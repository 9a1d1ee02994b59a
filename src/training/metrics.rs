//! Evaluation metrics for held-out predictions.
//!
//! Regression reports MSE, MAE and R²; classification reports per-class
//! precision, recall, F1 and support plus overall accuracy. Both render as
//! plain text for the CLI summary.

use crate::error::{PhytoError, Result};
use serde::{Deserialize, Serialize};
use std::collections::BTreeMap;
use std::fmt;

#[derive(Debug, Clone, Copy, PartialEq, Serialize, Deserialize)]
pub struct RegressionMetrics {
    pub mse: f64,
    pub mae: f64,
    /// Coefficient of determination; 0 when the truth is constant and matched
    pub r2: f64,
}

impl RegressionMetrics {
    pub fn compute(truth: &[f64], predicted: &[f64]) -> Result<Self> {
        check_lengths(truth, predicted)?;
        let n = truth.len() as f64;

        let mse = truth
            .iter()
            .zip(predicted)
            .map(|(t, p)| (t - p).powi(2))
            .sum::<f64>()
            / n;
        let mae = truth
            .iter()
            .zip(predicted)
            .map(|(t, p)| (t - p).abs())
            .sum::<f64>()
            / n;

        let mean = truth.iter().sum::<f64>() / n;
        let total = truth.iter().map(|t| (t - mean).powi(2)).sum::<f64>();
        let residual = mse * n;
        let r2 = if total == 0.0 {
            if residual == 0.0 { 1.0 } else { 0.0 }
        } else {
            1.0 - residual / total
        };

        Ok(Self { mse, mae, r2 })
    }
}

impl fmt::Display for RegressionMetrics {
    fn fmt(&self, f: &mut fmt::Formatter<'_>) -> fmt::Result {
        writeln!(f, "Mean Squared Error: {:.4}", self.mse)?;
        writeln!(f, "Mean Absolute Error: {:.4}", self.mae)?;
        write!(f, "R2 Score: {:.4}", self.r2)
    }
}

/// Scores for a single class label
#[derive(Debug, Clone, Copy, PartialEq, Serialize, Deserialize)]
pub struct ClassScores {
    pub precision: f64,
    pub recall: f64,
    pub f1: f64,
    pub support: usize,
}

#[derive(Debug, Clone, PartialEq, Serialize, Deserialize)]
pub struct ClassificationReport {
    /// Keyed by integer class label, ascending
    pub classes: BTreeMap<i64, ClassScores>,
    pub accuracy: f64,
    pub total: usize,
}

impl ClassificationReport {
    /// Labels are compared after rounding to the nearest integer
    pub fn compute(truth: &[f64], predicted: &[f64]) -> Result<Self> {
        check_lengths(truth, predicted)?;

        let truth: Vec<i64> = truth.iter().map(|v| v.round() as i64).collect();
        let predicted: Vec<i64> = predicted.iter().map(|v| v.round() as i64).collect();

        let mut labels: Vec<i64> = truth.iter().chain(&predicted).copied().collect();
        labels.sort_unstable();
        labels.dedup();

        let mut classes = BTreeMap::new();
        for label in labels {
            let true_positive = truth
                .iter()
                .zip(&predicted)
                .filter(|(t, p)| **t == label && **p == label)
                .count();
            let support = truth.iter().filter(|t| **t == label).count();
            let predicted_count = predicted.iter().filter(|p| **p == label).count();

            let precision = ratio(true_positive, predicted_count);
            let recall = ratio(true_positive, support);
            let f1 = if precision + recall == 0.0 {
                0.0
            } else {
                2.0 * precision * recall / (precision + recall)
            };

            classes.insert(
                label,
                ClassScores {
                    precision,
                    recall,
                    f1,
                    support,
                },
            );
        }

        let correct = truth.iter().zip(&predicted).filter(|(t, p)| t == p).count();
        Ok(Self {
            classes,
            accuracy: ratio(correct, truth.len()),
            total: truth.len(),
        })
    }
}

impl fmt::Display for ClassificationReport {
    fn fmt(&self, f: &mut fmt::Formatter<'_>) -> fmt::Result {
        writeln!(
            f,
            "{:>8} {:>10} {:>10} {:>10} {:>10}",
            "class", "precision", "recall", "f1-score", "support"
        )?;
        for (label, scores) in &self.classes {
            writeln!(
                f,
                "{:>8} {:>10.2} {:>10.2} {:>10.2} {:>10}",
                label, scores.precision, scores.recall, scores.f1, scores.support
            )?;
        }
        write!(
            f,
            "{:>8} {:>10} {:>10} {:>10.2} {:>10}",
            "accuracy", "", "", self.accuracy, self.total
        )
    }
}

fn ratio(numerator: usize, denominator: usize) -> f64 {
    if denominator == 0 {
        0.0
    } else {
        numerator as f64 / denominator as f64
    }
}

fn check_lengths(truth: &[f64], predicted: &[f64]) -> Result<()> {
    if truth.is_empty() {
        return Err(PhytoError::model("cannot evaluate on zero rows"));
    }
    if truth.len() != predicted.len() {
        return Err(PhytoError::model(format!(
            "{} true values but {} predictions",
            truth.len(),
            predicted.len()
        )));
    }
    Ok(())
}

#####

▶ [Task objective]: Look above for every line with the word "ratio" and copy it.

▶ [The completed task]:
            let precision = ratio(true_positive, predicted_count);
            let recall = ratio(true_positive, support);
            accuracy: ratio(correct, truth.len()),
fn ratio(numerator: usize, denominator: usize) -> f64 {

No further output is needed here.